Los Angeles County has the highest sales volume in the country. According to a recent report from CBRE, the county had $28 billion in total commercial real estate sales volume in 2019, the highest in the nation. The activity is on trend with the sales average for the last four years in the market.
“Los Angeles’s nation-leading sales volume reflects converging economic fundamentals that collectively position the region as one of the most attractive locations for real estate investment globally,” Eric Willett, director of research at CBRE, tells GlobeSt.com. “Much has been made of the city’s unparalleled talent pool, international reach, dynamic industries, and robust economic growth, and these factors continue to cement Los Angeles as a gateway market with few national peers. More specifically, the region’s capital market activities in 2019 were fueled by record-setting activity in the industrial and multifamily sectors. Together these two asset classes comprised nearly 60% of the region’s total transaction activity—a new high.”
No surprise, industrial and multifamily were the most popular investment asset classes. Industrial sales accounted for $7.7 billion of the total sales volume, compared to $4.9 billion in 2018. “Industrial and multifamily have been the clear winners over the last cycle, benefitting from both space market and capital market tailwinds. Industrial activity has primarily been driven by investors looking to capitalize on the explosive growth in e-commerce,” says Willett. “In many ways industrial is the new retail. Growing from less than 5% at the beginning of the decade, e-commerce now represents nearly 12% of all retail sales. With consumers increasingly demanding two-day or next-day delivery, logistics facilities ranging from bulk warehouses to last-mile distribution sites are key links in the 21st century supply chain.”

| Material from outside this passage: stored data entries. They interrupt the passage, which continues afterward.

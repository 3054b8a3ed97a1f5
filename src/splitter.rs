//! A mechanism for splitting the content of pseudo-files into lines and fields
//!
//! The metadata provided by procfs pseudo-files often has a two-dimensional
//! inner structure. Lines of text represent different devices or categories of
//! information, whereas delimiter-separated columns are used to separate the
//! details of a single line (e.g. idle CPU time vs user-mode CPU time).
//!
//! Rust provides ways of dealing with this hierarchy (namely SplitWhitespace
//! and Lines), but these primitives are not fast enough for our demanding
//! application in practice. A naive line- and space- splitter based on
//! standard Rust iterators does many things which we do not need:
//!
//! - It treats "characters" in a Unicode-aware fashion, whereas we know that
//!   the Linux kernel will only send us ASCII text.
//! - It cannot collapse several kinds of delimiters at once, whereas files
//!   like /proc/meminfo ("MemFree:  1234 kB") or /proc/loadavg ("1/467") mix
//!   spaces with colons and slashes.
//! - It encourages building owned strings, whereas our parsers only need to
//!   look at the bytes in place.
//!
//! We thus provide a byte-oriented mechanism which never copies anything: a
//! Field is just a pair of offsets into the caller-owned readout buffer, and
//! the borrow checker guarantees that it cannot outlive that buffer, which
//! gets reused on the next readout.

use crate::error::ParseCause;
use std::time::Duration;


/// Set of bytes which separate the fields of a line
///
/// Newlines always terminate lines and need not be part of this set.
///
#[derive(Clone, Copy)]
pub struct Delimiters {
    /// Byte class table, indexed by byte value
    table: [bool; 256],
}
//
impl Delimiters {
    /// Plain space-separated columns (/proc/stat, /proc/diskstats...)
    pub const SPACE: Self = Self::new(b" \t");

    /// "Key: value" files (/proc/meminfo)
    pub const COLON: Self = Self::new(b" \t:");

    /// Files with "a/b" fields (/proc/loadavg)
    pub const SLASH: Self = Self::new(b" \t/");

    /// /proc/net/dev, whose header is a "|"-separated table and whose records
    /// look like "eth0: 1234 ..." or even "eth0:1234 ..." for large counters
    pub const NET_DEV: Self = Self::new(b" \t:|");

    /// Build a delimiter set from a list of bytes
    pub const fn new(bytes: &[u8]) -> Self {
        let mut table = [false; 256];
        let mut i = 0;
        while i < bytes.len() {
            table[bytes[i] as usize] = true;
            i += 1;
        }
        Self { table }
    }

    /// Truth that a byte is a delimiter
    #[inline]
    pub fn contains(&self, byte: u8) -> bool {
        self.table[byte as usize]
    }
}
//
impl std::fmt::Debug for Delimiters {
    fn fmt(&self, f: &mut std::fmt::Formatter<'_>) -> std::fmt::Result {
        let bytes: Vec<u8> = (0..=255u8).filter(|&b| self.contains(b))
                                        .collect();
        write!(f, "Delimiters({:?})", String::from_utf8_lossy(&bytes))
    }
}


/// Lazy iterator over the non-empty lines of a buffer
///
/// Restarting iteration is as simple as building a new SplitLines on the same
/// buffer. A final line without a trailing newline is yielded normally.
///
pub struct SplitLines<'a> {
    /// Buffer which we are splitting
    buffer: &'a [u8],

    /// Byte offset of the next line
    position: usize,

    /// Number of the next line, counting empty lines too
    line_number: usize,

    /// Field delimiters handed down to every line
    delimiters: Delimiters,
}
//
impl<'a> SplitLines<'a> {
    /// Start splitting a buffer into lines
    pub fn new(buffer: &'a [u8], delimiters: Delimiters) -> Self {
        Self {
            buffer,
            position: 0,
            line_number: 0,
            delimiters,
        }
    }
}
//
impl<'a> Iterator for SplitLines<'a> {
    type Item = Line<'a>;

    fn next(&mut self) -> Option<Self::Item> {
        while self.position < self.buffer.len() {
            // Find the end of the current line
            let start = self.position;
            let end = self.buffer[start..].iter()
                                          .position(|&b| b == b'\n')
                                          .map_or(self.buffer.len(),
                                                  |len| start + len);

            // Move past it (and its newline, if any)
            self.position = end + 1;
            let number = self.line_number;
            self.line_number += 1;

            // Empty lines carry no information
            if start == end { continue; }
            return Some(Line {
                buffer: self.buffer,
                start,
                end,
                number,
                delimiters: self.delimiters,
            });
        }
        None
    }
}


/// One line of a pseudo-file
#[derive(Clone, Copy, Debug)]
pub struct Line<'a> {
    /// Buffer which the line belongs to
    buffer: &'a [u8],

    /// Byte offset of the first character of the line
    start: usize,

    /// Byte offset of the end of the line (newline excluded)
    end: usize,

    /// Position of the line in the file, starting at 0
    number: usize,

    /// How the line is split into fields
    delimiters: Delimiters,
}
//
impl<'a> Line<'a> {
    /// Position of the line in the file, starting at 0
    pub fn number(&self) -> usize {
        self.number
    }

    /// Raw bytes of the line, without the trailing newline
    pub fn as_bytes(&self) -> &'a [u8] {
        &self.buffer[self.start..self.end]
    }

    /// Iterate over the fields of the line
    pub fn columns(&self) -> SplitColumns<'a> {
        SplitColumns {
            buffer: self.buffer,
            position: self.start,
            end: self.end,
            delimiters: self.delimiters,
        }
    }
}


/// Iterator over the delimiter-separated fields of a line
///
/// Leading, trailing and repeated delimiters are collapsed: this iterator
/// never yields an empty field.
///
#[derive(Clone, Debug)]
pub struct SplitColumns<'a> {
    /// Buffer which the line belongs to
    buffer: &'a [u8],

    /// Byte offset of the next character to be examined
    position: usize,

    /// Byte offset of the end of the line
    end: usize,

    /// Which bytes separate fields
    delimiters: Delimiters,
}
//
impl<'a> SplitColumns<'a> {
    /// Fetch the next field, which the file grammar says should be there
    pub fn expect(&mut self) -> Result<Field<'a>, ParseCause> {
        self.next().ok_or(ParseCause::MissingField)
    }

    /// Count the remaining fields without consuming this iterator
    pub fn remaining(&self) -> usize {
        self.clone().count()
    }
}
//
impl<'a> Iterator for SplitColumns<'a> {
    type Item = Field<'a>;

    fn next(&mut self) -> Option<Self::Item> {
        // Skip delimiters until the start of the next field, if any
        while self.position < self.end
              && self.delimiters.contains(self.buffer[self.position]) {
            self.position += 1;
        }
        if self.position >= self.end { return None; }

        // Find the end of that field
        let start = self.position;
        while self.position < self.end
              && !self.delimiters.contains(self.buffer[self.position]) {
            self.position += 1;
        }
        Some(Field { buffer: self.buffer, start, end: self.position })
    }
}


/// A field of a pseudo-file, as a view into the readout buffer
#[derive(Clone, Copy, Debug, PartialEq, Eq)]
pub struct Field<'a> {
    /// Buffer which the field belongs to
    buffer: &'a [u8],

    /// Offset of the first byte of the field in the buffer
    start: usize,

    /// Offset past the last byte of the field in the buffer
    end: usize,
}
//
impl<'a> Field<'a> {
    /// Offset of the first byte of the field in the readout buffer
    pub fn start(&self) -> usize {
        self.start
    }

    /// Offset past the last byte of the field in the readout buffer
    pub fn end(&self) -> usize {
        self.end
    }

    /// Raw bytes of the field
    pub fn as_bytes(&self) -> &'a [u8] {
        &self.buffer[self.start..self.end]
    }

    /// Text of the field, which the kernel sends as ASCII
    pub fn as_str(&self) -> Result<&'a str, ParseCause> {
        std::str::from_utf8(self.as_bytes()).map_err(|_| {
            ParseCause::Unexpected(self.to_owned_string())
        })
    }

    /// Copy the field out of the readout buffer, e.g. to keep a device name
    pub fn to_owned_string(&self) -> String {
        String::from_utf8_lossy(self.as_bytes()).into_owned()
    }

    /// Decode the field as an unsigned decimal integer
    pub fn parse_u64(&self) -> Result<u64, ParseCause> {
        parse_u64(self.as_bytes())
    }

    /// Decode the field as an unsigned integer of some narrower type
    pub fn parse_uint<T: TryFrom<u64>>(&self) -> Result<T, ParseCause> {
        T::try_from(self.parse_u64()?).map_err(|_| ParseCause::Overflow)
    }

    /// Decode the field as an unsigned fixed-point decimal number
    pub fn parse_decimal(&self) -> Result<Decimal, ParseCause> {
        parse_decimal(self.as_bytes())
    }
}


/// Fast-path decoder for unsigned decimal integers
///
/// There is no locale, sign or exponent to care about in procfs counters, so
/// this is much simpler (and faster) than str::parse. Any non-digit byte is
/// reported along with its position in the field.
///
pub fn parse_u64(bytes: &[u8]) -> Result<u64, ParseCause> {
    // On some architectures, there are many counters that will never move.
    // Special-casing zero thus speeds up parsing of files like /proc/stat.
    if bytes == b"0" { return Ok(0); }
    if bytes.is_empty() { return Err(ParseCause::MissingField); }

    let mut value = 0u64;
    for (position, &byte) in bytes.iter().enumerate() {
        let digit = byte.wrapping_sub(b'0');
        if digit > 9 {
            return Err(ParseCause::MalformedNumber { byte, position });
        }
        value = value.checked_mul(10)
                     .and_then(|v| v.checked_add(u64::from(digit)))
                     .ok_or(ParseCause::Overflow)?;
    }
    Ok(value)
}


/// Unsigned fixed-point decimal number, using the usual XXXX[.[YY]] format
#[derive(Clone, Copy, Debug, Default, PartialEq, Eq)]
pub struct Decimal {
    /// Integral part
    pub integer: u64,

    /// Fractional part, as an integer...
    pub fraction: u64,

    /// ...and the number of decimal digits it spans
    pub digits: u32,
}
//
impl Decimal {
    /// Maximal number of fractional digits that we keep
    const MAX_DIGITS: u32 = 18;

    /// Convert to floating-point
    pub fn to_f64(&self) -> f64 {
        self.integer as f64
            + (self.fraction as f64) / 10f64.powi(self.digits as i32)
    }

    /// Interpret as a number of seconds. Sub-nanosecond decimals are
    /// truncated: we only count whole nanoseconds.
    pub fn to_duration(&self) -> Duration {
        let nanoseconds = if self.digits <= 9 {
            self.fraction * 10u64.pow(9 - self.digits)
        } else {
            self.fraction / 10u64.pow(self.digits - 9)
        };
        Duration::new(self.integer, nanoseconds as u32)
    }
}


/// Decoder for unsigned fixed-point numbers, see Decimal
pub fn parse_decimal(bytes: &[u8]) -> Result<Decimal, ParseCause> {
    // Separate the integral part from the fractional part (if any)
    let dot = bytes.iter().position(|&b| b == b'.');
    let (int_bytes, frac_bytes) = match dot {
        Some(idx) => (&bytes[..idx], &bytes[idx+1..]),
        None => (bytes, &bytes[bytes.len()..]),
    };

    // Parse the integral part
    let integer = parse_u64(int_bytes)?;

    // Parse the fractional part, keeping a bounded amount of digits but
    // still checking that the extra ones are digits
    let frac_offset = int_bytes.len() + 1;
    let mut fraction = 0u64;
    let mut digits = 0u32;
    for (idx, &byte) in frac_bytes.iter().enumerate() {
        let digit = byte.wrapping_sub(b'0');
        if digit > 9 {
            return Err(ParseCause::MalformedNumber {
                byte,
                position: frac_offset + idx,
            });
        }
        if digits < Decimal::MAX_DIGITS {
            fraction = fraction * 10 + u64::from(digit);
            digits += 1;
        }
    }
    Ok(Decimal { integer, fraction, digits })
}


/// Testing code often needs to split a single line of text, even though the
/// Real Thing needs to operate over multiple lines of text. We got you covered.
#[cfg(test)]
pub(crate) fn split_line(input: &[u8], delimiters: Delimiters)
    -> SplitColumns<'_>
{
    SplitLines::new(input, delimiters).next()
                                      .expect("Input should have one line")
                                      .columns()
}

Multifamily, on the other hand, led activity with $9.5 billion of the total sales volume, but growth was relatively flat year-over-year. “A unique demographic convergence has underpinned the multifamily sector’s outsized transaction activity. The aging millennial and boomer cohorts coupled with a secular trend nationwide towards rentership has created a supply and demand imbalance that is favorable for investors,” says Willett. “This is particularly true in a market like Los Angeles, where housing construction has substantially lagged demand for over a decade, creating strong uplift for occupancy and rental rates. In 2019, around 12,000 new rental units were completed, barely enough to keep up with population and job growth not to mention pent-up demand. On the capital market side, the relative stability of multifamily assets—over the long run the asset class has seen the least variability in returns—is driving an increasing allocation to apartments.”